── The data
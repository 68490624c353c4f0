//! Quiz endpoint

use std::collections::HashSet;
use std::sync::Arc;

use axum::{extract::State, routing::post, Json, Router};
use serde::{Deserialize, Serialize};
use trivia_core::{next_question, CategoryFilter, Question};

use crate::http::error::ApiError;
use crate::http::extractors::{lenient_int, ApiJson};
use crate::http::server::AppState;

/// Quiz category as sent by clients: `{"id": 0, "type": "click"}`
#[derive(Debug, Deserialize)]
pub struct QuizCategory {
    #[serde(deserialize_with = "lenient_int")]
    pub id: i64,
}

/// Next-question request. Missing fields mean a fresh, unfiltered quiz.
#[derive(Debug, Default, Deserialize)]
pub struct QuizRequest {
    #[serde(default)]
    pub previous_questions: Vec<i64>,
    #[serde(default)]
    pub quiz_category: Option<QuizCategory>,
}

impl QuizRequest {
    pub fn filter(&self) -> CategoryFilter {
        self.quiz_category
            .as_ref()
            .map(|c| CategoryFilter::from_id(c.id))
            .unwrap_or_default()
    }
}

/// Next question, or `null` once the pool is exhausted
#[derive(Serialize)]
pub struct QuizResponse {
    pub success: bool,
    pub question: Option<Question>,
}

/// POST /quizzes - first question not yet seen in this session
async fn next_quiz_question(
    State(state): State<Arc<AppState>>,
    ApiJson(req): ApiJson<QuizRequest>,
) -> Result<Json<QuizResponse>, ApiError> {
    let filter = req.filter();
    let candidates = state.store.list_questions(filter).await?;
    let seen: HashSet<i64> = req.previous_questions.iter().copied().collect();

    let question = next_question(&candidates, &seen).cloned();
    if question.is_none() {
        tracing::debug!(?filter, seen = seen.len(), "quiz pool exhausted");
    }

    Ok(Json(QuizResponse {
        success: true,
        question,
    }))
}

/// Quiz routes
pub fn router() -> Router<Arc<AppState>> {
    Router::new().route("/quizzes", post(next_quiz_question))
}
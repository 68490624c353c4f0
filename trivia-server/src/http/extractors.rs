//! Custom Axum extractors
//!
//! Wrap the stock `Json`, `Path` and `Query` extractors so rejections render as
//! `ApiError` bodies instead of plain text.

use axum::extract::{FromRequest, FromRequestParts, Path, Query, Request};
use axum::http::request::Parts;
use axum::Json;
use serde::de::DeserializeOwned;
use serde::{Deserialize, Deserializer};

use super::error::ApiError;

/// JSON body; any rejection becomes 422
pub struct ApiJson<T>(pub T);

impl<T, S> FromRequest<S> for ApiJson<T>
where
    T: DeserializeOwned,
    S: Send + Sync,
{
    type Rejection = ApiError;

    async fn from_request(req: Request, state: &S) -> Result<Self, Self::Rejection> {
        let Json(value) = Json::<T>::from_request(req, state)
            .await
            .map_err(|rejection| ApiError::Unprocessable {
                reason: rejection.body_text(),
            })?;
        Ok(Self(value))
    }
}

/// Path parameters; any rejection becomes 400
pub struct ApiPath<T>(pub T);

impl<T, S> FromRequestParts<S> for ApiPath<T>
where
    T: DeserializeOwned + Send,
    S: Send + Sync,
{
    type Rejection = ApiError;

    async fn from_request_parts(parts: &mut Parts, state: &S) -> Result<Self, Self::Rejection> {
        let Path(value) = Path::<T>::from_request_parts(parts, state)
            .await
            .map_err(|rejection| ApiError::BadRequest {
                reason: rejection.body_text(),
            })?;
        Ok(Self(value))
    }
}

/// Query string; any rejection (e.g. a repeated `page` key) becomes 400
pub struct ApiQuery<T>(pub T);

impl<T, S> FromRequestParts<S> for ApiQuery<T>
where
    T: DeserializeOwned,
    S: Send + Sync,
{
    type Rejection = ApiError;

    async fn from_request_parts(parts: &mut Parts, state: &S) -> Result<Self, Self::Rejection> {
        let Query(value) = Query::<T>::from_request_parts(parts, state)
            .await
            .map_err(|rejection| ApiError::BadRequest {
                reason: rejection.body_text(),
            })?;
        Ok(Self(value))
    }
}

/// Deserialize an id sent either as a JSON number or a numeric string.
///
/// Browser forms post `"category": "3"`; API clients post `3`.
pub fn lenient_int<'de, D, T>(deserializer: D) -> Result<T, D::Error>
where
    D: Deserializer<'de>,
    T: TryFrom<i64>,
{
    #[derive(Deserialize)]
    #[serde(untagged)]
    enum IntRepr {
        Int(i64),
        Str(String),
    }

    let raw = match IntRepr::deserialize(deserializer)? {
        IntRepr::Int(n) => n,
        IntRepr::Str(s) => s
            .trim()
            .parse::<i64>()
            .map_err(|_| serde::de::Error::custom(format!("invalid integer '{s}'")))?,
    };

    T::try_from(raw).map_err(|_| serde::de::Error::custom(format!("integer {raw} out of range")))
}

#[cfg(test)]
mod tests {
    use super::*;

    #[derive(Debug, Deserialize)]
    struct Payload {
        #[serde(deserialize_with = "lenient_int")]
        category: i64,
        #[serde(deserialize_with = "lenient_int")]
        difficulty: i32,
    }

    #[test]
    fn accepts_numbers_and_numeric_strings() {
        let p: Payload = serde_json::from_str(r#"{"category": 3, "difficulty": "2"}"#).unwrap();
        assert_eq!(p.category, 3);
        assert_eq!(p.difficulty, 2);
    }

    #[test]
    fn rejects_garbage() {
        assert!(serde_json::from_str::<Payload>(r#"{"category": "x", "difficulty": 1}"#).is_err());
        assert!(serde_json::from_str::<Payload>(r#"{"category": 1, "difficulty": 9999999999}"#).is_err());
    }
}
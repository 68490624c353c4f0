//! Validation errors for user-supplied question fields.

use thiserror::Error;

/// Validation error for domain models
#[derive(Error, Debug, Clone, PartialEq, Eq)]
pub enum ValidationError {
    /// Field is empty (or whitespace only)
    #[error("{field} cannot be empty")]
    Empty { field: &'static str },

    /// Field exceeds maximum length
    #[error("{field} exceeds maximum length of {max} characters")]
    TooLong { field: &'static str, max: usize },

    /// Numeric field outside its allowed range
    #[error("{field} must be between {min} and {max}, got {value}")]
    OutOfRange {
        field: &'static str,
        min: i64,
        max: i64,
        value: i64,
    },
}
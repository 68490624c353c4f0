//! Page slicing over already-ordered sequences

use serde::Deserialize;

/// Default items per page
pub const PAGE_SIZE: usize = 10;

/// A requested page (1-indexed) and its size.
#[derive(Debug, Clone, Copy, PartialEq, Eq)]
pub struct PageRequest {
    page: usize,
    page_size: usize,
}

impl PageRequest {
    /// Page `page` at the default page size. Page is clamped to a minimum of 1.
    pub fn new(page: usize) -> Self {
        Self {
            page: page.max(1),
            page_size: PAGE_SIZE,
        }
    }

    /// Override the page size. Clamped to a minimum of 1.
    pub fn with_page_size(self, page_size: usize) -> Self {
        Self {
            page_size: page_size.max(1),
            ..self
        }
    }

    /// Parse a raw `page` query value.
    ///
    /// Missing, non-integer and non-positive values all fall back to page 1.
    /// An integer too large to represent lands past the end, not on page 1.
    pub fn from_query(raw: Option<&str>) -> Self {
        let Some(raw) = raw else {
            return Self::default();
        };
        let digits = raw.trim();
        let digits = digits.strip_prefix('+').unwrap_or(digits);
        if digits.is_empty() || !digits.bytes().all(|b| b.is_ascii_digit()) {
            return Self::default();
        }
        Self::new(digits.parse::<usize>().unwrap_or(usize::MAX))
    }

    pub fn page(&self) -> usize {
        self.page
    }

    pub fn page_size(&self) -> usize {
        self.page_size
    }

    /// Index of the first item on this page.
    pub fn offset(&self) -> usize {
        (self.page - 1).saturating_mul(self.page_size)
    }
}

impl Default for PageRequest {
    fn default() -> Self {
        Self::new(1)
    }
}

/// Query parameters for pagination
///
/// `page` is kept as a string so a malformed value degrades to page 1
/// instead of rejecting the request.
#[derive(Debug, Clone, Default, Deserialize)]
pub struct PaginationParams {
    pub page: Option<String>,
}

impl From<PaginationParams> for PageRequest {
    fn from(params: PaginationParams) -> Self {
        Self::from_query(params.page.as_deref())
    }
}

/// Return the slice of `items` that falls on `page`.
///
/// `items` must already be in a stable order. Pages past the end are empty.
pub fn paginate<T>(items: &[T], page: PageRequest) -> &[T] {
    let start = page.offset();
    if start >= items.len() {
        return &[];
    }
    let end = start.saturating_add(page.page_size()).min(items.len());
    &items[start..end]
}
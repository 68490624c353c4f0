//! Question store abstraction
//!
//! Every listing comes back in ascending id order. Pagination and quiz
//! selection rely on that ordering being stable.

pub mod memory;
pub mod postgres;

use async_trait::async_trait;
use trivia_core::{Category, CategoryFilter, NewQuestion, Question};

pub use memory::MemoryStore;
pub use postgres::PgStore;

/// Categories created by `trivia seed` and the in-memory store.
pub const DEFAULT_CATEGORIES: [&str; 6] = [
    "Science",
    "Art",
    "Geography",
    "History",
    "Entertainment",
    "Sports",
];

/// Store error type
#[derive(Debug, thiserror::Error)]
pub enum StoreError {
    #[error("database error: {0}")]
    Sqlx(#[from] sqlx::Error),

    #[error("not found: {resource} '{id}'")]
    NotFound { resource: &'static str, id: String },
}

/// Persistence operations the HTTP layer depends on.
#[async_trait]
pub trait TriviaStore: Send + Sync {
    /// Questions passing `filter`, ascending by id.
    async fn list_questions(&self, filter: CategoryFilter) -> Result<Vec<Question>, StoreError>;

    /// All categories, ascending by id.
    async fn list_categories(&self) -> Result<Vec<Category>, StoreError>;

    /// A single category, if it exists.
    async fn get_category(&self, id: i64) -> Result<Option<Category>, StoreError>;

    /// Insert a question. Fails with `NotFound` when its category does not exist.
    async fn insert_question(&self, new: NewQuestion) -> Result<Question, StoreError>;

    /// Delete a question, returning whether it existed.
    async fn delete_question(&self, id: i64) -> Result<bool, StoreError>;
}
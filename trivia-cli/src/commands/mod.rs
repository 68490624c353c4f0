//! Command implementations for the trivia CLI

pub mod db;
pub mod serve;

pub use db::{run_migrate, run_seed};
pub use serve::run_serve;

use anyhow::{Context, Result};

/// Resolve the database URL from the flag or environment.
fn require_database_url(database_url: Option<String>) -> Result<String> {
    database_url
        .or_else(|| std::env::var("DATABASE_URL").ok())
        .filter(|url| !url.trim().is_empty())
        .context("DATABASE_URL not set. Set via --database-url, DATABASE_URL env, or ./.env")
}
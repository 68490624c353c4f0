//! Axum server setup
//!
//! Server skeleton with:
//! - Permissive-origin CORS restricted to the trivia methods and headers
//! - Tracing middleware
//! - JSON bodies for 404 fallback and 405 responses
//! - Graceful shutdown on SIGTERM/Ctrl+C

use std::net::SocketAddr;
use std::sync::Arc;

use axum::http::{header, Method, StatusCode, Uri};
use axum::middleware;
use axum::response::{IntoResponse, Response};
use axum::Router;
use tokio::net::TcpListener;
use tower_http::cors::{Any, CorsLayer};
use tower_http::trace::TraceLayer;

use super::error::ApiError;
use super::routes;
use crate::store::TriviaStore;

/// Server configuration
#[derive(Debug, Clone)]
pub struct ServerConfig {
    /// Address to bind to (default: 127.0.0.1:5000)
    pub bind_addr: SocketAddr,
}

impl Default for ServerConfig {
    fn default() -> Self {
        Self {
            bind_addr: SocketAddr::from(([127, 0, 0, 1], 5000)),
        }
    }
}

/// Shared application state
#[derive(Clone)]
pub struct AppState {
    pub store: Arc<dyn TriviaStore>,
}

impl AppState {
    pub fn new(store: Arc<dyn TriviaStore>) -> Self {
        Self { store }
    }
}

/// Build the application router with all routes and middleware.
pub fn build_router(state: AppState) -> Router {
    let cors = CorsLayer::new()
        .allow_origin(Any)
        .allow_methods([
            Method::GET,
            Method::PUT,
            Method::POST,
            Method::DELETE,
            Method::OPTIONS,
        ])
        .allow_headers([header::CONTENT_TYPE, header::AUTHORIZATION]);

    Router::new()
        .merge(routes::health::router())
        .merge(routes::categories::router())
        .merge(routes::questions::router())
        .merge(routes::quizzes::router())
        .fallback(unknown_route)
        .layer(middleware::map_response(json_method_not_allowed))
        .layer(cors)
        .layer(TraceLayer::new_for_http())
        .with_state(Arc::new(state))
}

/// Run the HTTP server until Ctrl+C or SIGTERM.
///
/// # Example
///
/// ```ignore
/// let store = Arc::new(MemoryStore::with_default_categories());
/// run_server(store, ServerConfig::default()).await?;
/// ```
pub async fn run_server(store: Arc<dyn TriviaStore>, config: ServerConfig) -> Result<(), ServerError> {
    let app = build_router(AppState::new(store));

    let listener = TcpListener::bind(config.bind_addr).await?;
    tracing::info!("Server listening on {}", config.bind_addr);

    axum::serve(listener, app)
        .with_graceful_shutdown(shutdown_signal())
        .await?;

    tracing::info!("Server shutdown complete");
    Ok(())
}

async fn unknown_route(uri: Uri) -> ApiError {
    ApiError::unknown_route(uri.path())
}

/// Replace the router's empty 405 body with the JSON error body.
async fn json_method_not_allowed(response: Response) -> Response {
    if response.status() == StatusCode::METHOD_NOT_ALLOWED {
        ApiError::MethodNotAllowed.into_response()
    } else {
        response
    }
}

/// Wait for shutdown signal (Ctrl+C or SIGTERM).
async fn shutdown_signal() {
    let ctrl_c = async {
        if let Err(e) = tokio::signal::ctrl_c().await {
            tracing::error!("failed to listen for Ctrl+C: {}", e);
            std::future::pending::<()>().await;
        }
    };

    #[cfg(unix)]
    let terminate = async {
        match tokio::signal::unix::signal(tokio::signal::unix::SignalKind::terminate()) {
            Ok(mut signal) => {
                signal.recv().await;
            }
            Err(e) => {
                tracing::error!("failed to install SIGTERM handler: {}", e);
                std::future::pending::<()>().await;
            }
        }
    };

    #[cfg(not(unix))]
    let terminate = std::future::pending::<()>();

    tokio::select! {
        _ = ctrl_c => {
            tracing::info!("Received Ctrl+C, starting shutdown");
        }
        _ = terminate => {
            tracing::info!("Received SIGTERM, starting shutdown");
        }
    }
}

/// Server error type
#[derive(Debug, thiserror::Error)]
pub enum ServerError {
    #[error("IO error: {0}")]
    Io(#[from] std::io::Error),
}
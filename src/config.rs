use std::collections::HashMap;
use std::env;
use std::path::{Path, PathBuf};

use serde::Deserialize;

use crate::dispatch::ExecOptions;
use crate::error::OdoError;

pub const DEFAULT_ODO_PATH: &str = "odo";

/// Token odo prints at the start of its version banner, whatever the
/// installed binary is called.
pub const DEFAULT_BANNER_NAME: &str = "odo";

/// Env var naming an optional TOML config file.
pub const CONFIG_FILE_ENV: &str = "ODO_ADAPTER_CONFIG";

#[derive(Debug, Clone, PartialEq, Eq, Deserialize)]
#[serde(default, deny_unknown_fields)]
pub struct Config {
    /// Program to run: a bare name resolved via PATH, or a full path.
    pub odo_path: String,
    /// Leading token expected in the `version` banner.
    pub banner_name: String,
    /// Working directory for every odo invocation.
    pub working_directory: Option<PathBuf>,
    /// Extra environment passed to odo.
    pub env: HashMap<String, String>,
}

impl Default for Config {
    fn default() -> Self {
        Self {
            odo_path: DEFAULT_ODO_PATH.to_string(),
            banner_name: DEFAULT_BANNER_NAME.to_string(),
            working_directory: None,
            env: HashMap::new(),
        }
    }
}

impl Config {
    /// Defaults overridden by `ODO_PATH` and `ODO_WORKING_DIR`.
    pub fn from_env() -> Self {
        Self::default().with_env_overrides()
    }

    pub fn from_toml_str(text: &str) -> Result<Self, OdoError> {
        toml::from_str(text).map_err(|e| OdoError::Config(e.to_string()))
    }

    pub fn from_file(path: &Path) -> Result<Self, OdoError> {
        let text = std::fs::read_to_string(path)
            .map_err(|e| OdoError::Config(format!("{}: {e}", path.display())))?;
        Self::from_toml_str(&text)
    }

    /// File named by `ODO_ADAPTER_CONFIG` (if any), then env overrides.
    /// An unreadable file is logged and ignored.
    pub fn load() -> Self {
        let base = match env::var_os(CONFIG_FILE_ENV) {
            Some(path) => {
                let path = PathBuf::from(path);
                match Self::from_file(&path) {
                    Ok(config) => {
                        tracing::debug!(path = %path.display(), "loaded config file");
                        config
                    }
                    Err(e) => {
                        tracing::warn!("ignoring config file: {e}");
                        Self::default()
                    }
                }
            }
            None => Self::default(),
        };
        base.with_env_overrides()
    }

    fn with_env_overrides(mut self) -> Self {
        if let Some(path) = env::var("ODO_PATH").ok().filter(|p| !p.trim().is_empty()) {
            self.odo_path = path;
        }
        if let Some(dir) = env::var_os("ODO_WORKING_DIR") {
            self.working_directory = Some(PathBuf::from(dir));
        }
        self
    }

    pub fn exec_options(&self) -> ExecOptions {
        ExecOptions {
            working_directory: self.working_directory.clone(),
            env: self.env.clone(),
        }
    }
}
────
▶ [Work instruction]:
Which lines hold the string "tokio"? Copy all of them from the data above.

▶ [Response]:
use tokio::net::TcpListener;
        if let Err(e) = tokio::signal::ctrl_c().await {
        match tokio::signal::unix::signal(tokio::signal::unix::SignalKind::terminate()) {
    tokio::select! {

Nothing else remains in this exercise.